I neither know RT nor DX12, and actually i wonder why you have problems to allocate a memory buffer large enough to store your results. There should be a way, so even without specific help i would research this topic further.
Oh - now i get it. You try to create an image which is larger than 25K x 25K?
That's ofc. a lot and just too much. Why do you need this? Something like many AO samples per pixel?

However, you could do the accumulation with atomic operations, to reduce your memory from N x samplecount to just N.
Atomics to VRAM are expensive, but you also no longer need a CS to sum it up, so it's maybe a win.

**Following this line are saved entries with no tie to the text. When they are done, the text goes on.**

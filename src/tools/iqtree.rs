// mlsaflow: Incremental multi-locus sequence analysis from marker genes to a phylogeny.
//
// Copyright 2025 The mlsaflow authors.
//
// Copyrights in this project are retained by contributors. No copyright assignment
// is required to contribute to this project.
//
// Except as otherwise noted (below and/or in individual files), this
// project is licensed under the Apache License, Version 2.0
// <LICENSE-APACHE> or <http://www.apache.org/licenses/LICENSE-2.0> or
// the MIT license, <LICENSE-MIT> or <http://opensource.org/licenses/MIT>,
// at your option.
//

//! IQ-TREE tree builder.
use std::path::Path;
use std::path::PathBuf;

use crate::error::PipelineError;
use crate::tools::run_command;
use crate::tools::Executable;
use crate::tools::TreeBuilder;

pub struct IqTree {
    exe: Executable,
}

impl IqTree {
    pub fn new(external: Option<&Path>) -> Self {
        IqTree { exe: Executable::new("iqtree2", external) }
    }
}

/// Tree file IQ-TREE writes for a partition file.
pub fn treefile_of(nexus: &Path) -> PathBuf {
    let mut name = nexus.as_os_str().to_os_string();
    name.push(".treefile");
    PathBuf::from(name)
}

impl TreeBuilder for IqTree {
    fn build(
        &self,
        nexus: &Path,
        workdir: &Path,
        threads: usize,
        options: &[String],
        outgroup: Option<&str>,
    ) -> Result<PathBuf, PipelineError> {
        let mut cmd = self.exe.command()?;
        cmd.current_dir(workdir)
            .arg("-p").arg(nexus)
            .arg("-nt").arg(threads.to_string())
            .args(options);
        if let Some(outgroup) = outgroup {
            cmd.arg("-o").arg(outgroup);
        }
        run_command(&mut cmd, "iqtree2", PipelineError::TreeToolFailure)?;

        let treefile = treefile_of(&workdir.join(nexus));
        if !treefile.is_file() {
            return Err(PipelineError::TreeToolFailure(format!(
                "iqtree2 finished but wrote no tree to {}", treefile.display())))
        }
        Ok(treefile)
    }
}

NV supports floating point atomics, but AMD still does not i guess.
Though, idk if DX exposes this feature, as it's an extension in Khronos APIs afaik.
So you might need to use integers eventually, which usually works if we care about precision.
64 bit atomics are possible as well on modern HW, but ideally you get away with 32 ofc.

FrEEzE2046 said:
I'm quite a bit lost about how I should specify numthreads (I've never used compute shaders before)

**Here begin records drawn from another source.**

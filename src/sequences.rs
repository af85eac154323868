// mlsaflow: Incremental multi-locus sequence analysis from marker genes to a phylogeny.
//
// Copyright 2025 The mlsaflow authors.
//
// Copyrights in this project are retained by contributors. No copyright assignment
// is required to contribute to this project.
//
// Except as otherwise noted (below and/or in individual files), this
// project is licensed under the Apache License, Version 2.0
// <LICENSE-APACHE> or <http://www.apache.org/licenses/LICENSE-2.0> or
// the MIT license, <LICENSE-MIT> or <http://opensource.org/licenses/MIT>,
// at your option.
//

//! FASTA handling for query extraction and genome relabelling.
//!
//! Reading goes through needletail, which also takes care of gzipped input.

use std::collections::HashMap;
use std::fs::File;
use std::io::BufWriter;
use std::io::Read;
use std::io::Write;
use std::path::Path;
use std::path::PathBuf;

use flate2::read::MultiGzDecoder;
use log::{debug, info};
use sha2::{Digest, Sha256};

use crate::error::PipelineError;

/// Files next to a FASTA that belong to a search index and must not be
/// mistaken for genomes when scanning a directory.
const INDEX_SUFFIXES: [&str; 10] = [".nsq", ".nin", ".nhr", ".nto", ".not", ".ndb", ".ntf", ".njs", ".nog", ".nos"];

/// Checks whether `path` starts like a FASTA file.
///
/// Looks at the first non-whitespace byte, decompressing gzip on the fly.
pub fn looks_like_fasta(path: &Path) -> bool {
    let name = path.file_name().map(|n| n.to_string_lossy().to_string()).unwrap_or_default();
    if INDEX_SUFFIXES.iter().any(|suffix| name.ends_with(suffix)) {
        return false
    }
    let Ok(mut file) = File::open(path) else {
        return false
    };
    let mut magic = [0_u8; 2];
    let is_gz = file.read_exact(&mut magic).is_ok() && magic == [0x1f, 0x8b];
    let Ok(file) = File::open(path) else {
        return false
    };
    let reader: Box<dyn Read> = if is_gz { Box::new(MultiGzDecoder::new(file)) } else { Box::new(file) };

    reader.bytes()
        .map_while(|byte| byte.ok())
        .find(|byte| !byte.is_ascii_whitespace())
        .is_some_and(|byte| byte == b'>')
}

/// Turns a sequence id into something safe to use in a file name.
///
/// Spaces become underscores; anything outside `[A-Za-z0-9._-]` is dropped.
pub fn sanitize_id(id: &str) -> String {
    id.replace(' ', "_").chars()
        .filter(|c| c.is_ascii_alphanumeric() || matches!(c, '.' | '_' | '-'))
        .collect()
}

/// Short content hash of a sequence: the first 16 bytes of SHA-256, hex encoded.
pub fn sequence_hash(seq: &[u8]) -> String {
    let digest = Sha256::digest(seq);
    digest[..16].iter().map(|byte| format!("{:02x}", byte)).collect()
}

/// The record id: the header up to the first whitespace.
pub fn record_id(header: &[u8]) -> String {
    let header = String::from_utf8_lossy(header);
    header.split_whitespace().next().unwrap_or_default().to_string()
}

/// Gene label of an extracted query file named `<gene>_<hash>.fas`.
pub fn gene_of_query_file(path: &Path) -> Option<String> {
    let stem = path.file_stem()?.to_str()?;
    stem.rsplit_once('_').map(|(gene, _)| gene.to_string())
}

const FASTA_EXTENSIONS: [&str; 7] = ["fasta", "fas", "fa", "fna", "ffn", "fsa", "seq"];

/// Name a genome goes by in hits, alignments and the tree: the file name
/// without a `.gz` and FASTA extension.
pub fn genome_name(path: &Path) -> String {
    let mut name = path.file_name().map(|n| n.to_string_lossy().to_string()).unwrap_or_default();
    if let Some(stripped) = name.strip_suffix(".gz") {
        name = stripped.to_string();
    }
    match name.rsplit_once('.') {
        Some((stem, ext)) if !stem.is_empty() && FASTA_EXTENSIONS.contains(&ext.to_ascii_lowercase().as_str()) => stem.to_string(),
        _ => name,
    }
}

/// Writes one record with the sequence on a single line.
pub fn write_record<W: Write>(conn_out: &mut W, header: &str, seq: &[u8]) -> std::io::Result<()> {
    conn_out.write_all(b">")?;
    conn_out.write_all(header.as_bytes())?;
    conn_out.write_all(b"\n")?;
    conn_out.write_all(seq)?;
    conn_out.write_all(b"\n")
}

/// One query sequence to search for.
#[derive(Debug, Clone, PartialEq, Eq)]
pub struct QuerySequence {
    /// Gene label, the sanitized record id.
    pub gene: String,
    /// Hash of the sequence.
    pub hash: String,
    pub sequence: Vec<u8>,
    /// File the record came from.
    pub source: PathBuf,
}

impl QuerySequence {
    /// File name the query is extracted to.
    pub fn file_name(&self) -> String {
        format!("{}_{}.fas", self.gene, self.hash)
    }
}

fn each_record<F>(path: &Path, mut f: F) -> Result<(), PipelineError>
where
    F: FnMut(&[u8], &[u8]) -> Result<(), PipelineError>,
{
    let mut reader = needletail::parse_fastx_file(path).map_err(|e| PipelineError::unreadable(path, e))?;
    while let Some(record) = reader.next() {
        let record = record.map_err(|e| PipelineError::unreadable(path, e))?;
        let seq = record.seq();
        f(record.id(), &seq[..])?;
    }
    Ok(())
}

/// Reads every record of every query file.
///
/// Identical id and sequence seen twice is skipped. The same sequence under
/// two ids is an error. The same id with two different sequences is an
/// error unless `dups` allows alternative probes for one gene.
pub fn collect_queries(
    files: &[PathBuf],
    dups: bool,
) -> Result<Vec<QuerySequence>, PipelineError> {
    let mut queries: Vec<QuerySequence> = Vec::new();
    let mut by_hash: HashMap<String, String> = HashMap::new();
    let mut by_gene: HashMap<String, PathBuf> = HashMap::new();

    for file in files {
        debug!("Reading query file {}", file.display());
        each_record(file, |header, seq| {
            let gene = sanitize_id(&record_id(header));
            let hash = sequence_hash(seq);

            match by_hash.get(&hash) {
                Some(seen) if *seen == gene => return Ok(()),
                Some(seen) => {
                    return Err(PipelineError::ConfigurationError(format!(
                        "the same sequence appears as both '{}' and '{}' in the queries; rename or remove one", seen, gene)))
                },
                None => (),
            }

            if let Some(first) = by_gene.get(&gene) {
                if !dups {
                    return Err(PipelineError::ConfigurationError(format!(
                        "query name '{}' appears twice ({} and {}); use --dups to keep both", gene, first.display(), file.display())))
                }
                info!("Keeping additional query {} from {}", gene, file.display());
            }

            by_hash.insert(hash.clone(), gene.clone());
            by_gene.entry(gene.clone()).or_insert_with(|| file.clone());
            queries.push(QuerySequence { gene, hash, sequence: seq.to_vec(), source: file.clone() });
            Ok(())
        })?;
    }

    if queries.is_empty() {
        return Err(PipelineError::ConfigurationError("no query sequences found".to_string()))
    }
    Ok(queries)
}

/// Writes each query to its own FASTA file in `dir`.
pub fn write_queries(
    queries: &[QuerySequence],
    dir: &Path,
) -> Result<Vec<PathBuf>, PipelineError> {
    std::fs::create_dir_all(dir)?;
    queries.iter().map(|query| {
        let path = dir.join(query.file_name());
        let mut conn_out = BufWriter::new(File::create(&path)?);
        write_record(&mut conn_out, &query.gene, &query.sequence)?;
        conn_out.flush()?;
        Ok(path)
    }).collect()
}

/// Copies a genome to `dest`, renaming every record to `<label> <id>`.
///
/// Returns a hash of the concatenated sequences, headers excluded.
pub fn relabel_genome(
    src: &Path,
    label: usize,
    dest: &Path,
) -> Result<String, PipelineError> {
    let mut conn_out = BufWriter::new(File::create(dest)?);
    let mut hasher = Sha256::new();
    each_record(src, |header, seq| {
        let header = format!("{} {}", label, record_id(header));
        write_record(&mut conn_out, &header, seq)?;
        hasher.update(seq);
        Ok(())
    })?;
    conn_out.flush()?;
    Ok(format!("{:x}", hasher.finalize()))
}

It should be at least 32 threads on NV and 32/64 on AMD. Otherwise many threads of a SM/CU remain idle and do nothing.

Typical sizes are thus 64, 128, 256. Larger workgroups up to 1024 work as well, but reduce occupancy, so that's used only where needed.

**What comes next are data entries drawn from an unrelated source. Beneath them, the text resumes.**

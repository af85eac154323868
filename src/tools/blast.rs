// mlsaflow: Incremental multi-locus sequence analysis from marker genes to a phylogeny.
//
// Copyright 2025 The mlsaflow authors.
//
// Copyrights in this project are retained by contributors. No copyright assignment
// is required to contribute to this project.
//
// Except as otherwise noted (below and/or in individual files), this
// project is licensed under the Apache License, Version 2.0
// <LICENSE-APACHE> or <http://www.apache.org/licenses/LICENSE-2.0> or
// the MIT license, <LICENSE-MIT> or <http://opensource.org/licenses/MIT>,
// at your option.
//

//! BLAST+ search tool and its tabular output.
use std::io::BufRead;
use std::path::Path;

use bstr::io::BufReadExt;
use bstr::ByteSlice;

use crate::error::PipelineError;
use crate::filter::HitRecord;
use crate::tools::run_command;
use crate::tools::Executable;
use crate::tools::SearchTool;
use crate::Program;

/// Columns requested from the search, in order.
pub const OUTFMT: &str = "6 qseqid sseqid pident evalue bitscore qcovhsp sstart send sseq";

/// `makeblastdb` plus `blastn` or `tblastn`.
pub struct BlastTool {
    makeblastdb: Executable,
    search: Executable,
}

impl BlastTool {
    pub fn new(program: Program, external: Option<&Path>) -> Self {
        BlastTool {
            makeblastdb: Executable::new("makeblastdb", external),
            search: Executable::new(&program.to_string(), external),
        }
    }
}

impl SearchTool for BlastTool {
    fn build_index(&self, genome: &Path, index_prefix: &Path) -> Result<(), PipelineError> {
        let mut cmd = self.makeblastdb.command()?;
        cmd.arg("-dbtype").arg("nucl")
            .arg("-in").arg(genome)
            .arg("-out").arg(index_prefix);
        run_command(&mut cmd, self.makeblastdb.name(), PipelineError::SearchToolFailure)?;
        Ok(())
    }

    fn search(&self, query: &Path, index_prefix: &Path, evalue: f64, out: &Path) -> Result<(), PipelineError> {
        let mut cmd = self.search.command()?;
        cmd.arg("-query").arg(query)
            .arg("-db").arg(index_prefix)
            .arg("-evalue").arg(evalue.to_string())
            .arg("-outfmt").arg(OUTFMT)
            .arg("-out").arg(out);
        run_command(&mut cmd, self.search.name(), PipelineError::SearchToolFailure)?;
        Ok(())
    }
}

fn field<T: std::str::FromStr>(fields: &[&[u8]], idx: usize, line: usize) -> Result<T, PipelineError> {
    fields[idx].to_str().ok()
        .and_then(|value| value.trim().parse::<T>().ok())
        .ok_or_else(|| PipelineError::SearchToolFailure(format!(
            "cannot parse column {} on line {} of the search output", idx + 1, line)))
}

/// Parses search output for one query file searched against one genome.
///
/// The genome is the one that was searched; the gene is the query's
/// `qseqid`. Lines starting with `#` are comments.
pub fn read_search_results<R: BufRead>(
    mut conn_in: R,
    genome: &str,
    query: &str,
) -> Result<Vec<HitRecord>, PipelineError> {
    let mut hits: Vec<HitRecord> = Vec::new();
    let mut line_no = 0;
    let mut failure: Option<PipelineError> = None;

    conn_in.for_byte_line(|line| {
        line_no += 1;
        if line.trim().is_empty() || line.starts_with(b"#") {
            return Ok(true)
        }
        let fields: Vec<&[u8]> = line.split_str("\t").collect();
        if fields.len() < 9 {
            failure = Some(PipelineError::SearchToolFailure(format!(
                "line {} of the search output has {} columns, expected 9", line_no, fields.len())));
            return Ok(false)
        }
        let parsed = (|| {
            Ok::<HitRecord, PipelineError>(HitRecord {
                genome: genome.to_string(),
                gene: fields[0].to_str_lossy().to_string(),
                query: query.to_string(),
                identity: field(&fields, 2, line_no)?,
                evalue: field(&fields, 3, line_no)?,
                coverage: field(&fields, 5, line_no)?,
                start: field(&fields, 6, line_no)?,
                end: field(&fields, 7, line_no)?,
                sequence: fields[8].to_str_lossy().to_string(),
            })
        })();
        match parsed {
            Ok(hit) => {
                hits.push(hit);
                Ok(true)
            },
            Err(e) => {
                failure = Some(e);
                Ok(false)
            },
        }
    }).map_err(|e| PipelineError::SearchToolFailure(format!("cannot read search output: {}", e)))?;

    match failure {
        Some(e) => Err(e),
        None => Ok(hits),
    }
}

To find the best size, profiling all options is the best way, eventually finally requiring different sizes for different HW.

@JoeJ No, not larger then 25k x 25k; only larger than 25k x 1 (It's a 1-dimensional texture). I only need memory which can store 100k floats.

This is the error I'm receiving:

ID3D12Device::CreateUnorderedAccessView: The Dimensions of the View are invalid due to at least one of the following conditions. Assuming this Format (0x29, R32_FLOAT), FirstElement (value = 0) must be between 0 and the maximum offset of the Buffer, 24999, inclusively. With the current FirstElement, NumElements (value = 100001) must be between 1 and 25000, inclusively, in order that the View fit on the Buffer

FrEEzE2046 said:
I only need memory which can store 100k floats.

Oh, ok. Maybe you can use some other kind of memory buffer.
With Khronos, there is just textures or plain memory, but DX seems more varied and confusing here.

I'm pretty sure i have used larger memory buffers with Vulkan 10 years ago already, and it was no problem.
So this should be possible for you too. Maybe somebody will reply with better help…

The solution for me was to use CreateBuffer instead of CreateCommittedResource. If someone can explain why this is necessary (and how they differ internally), I'd be highly interested.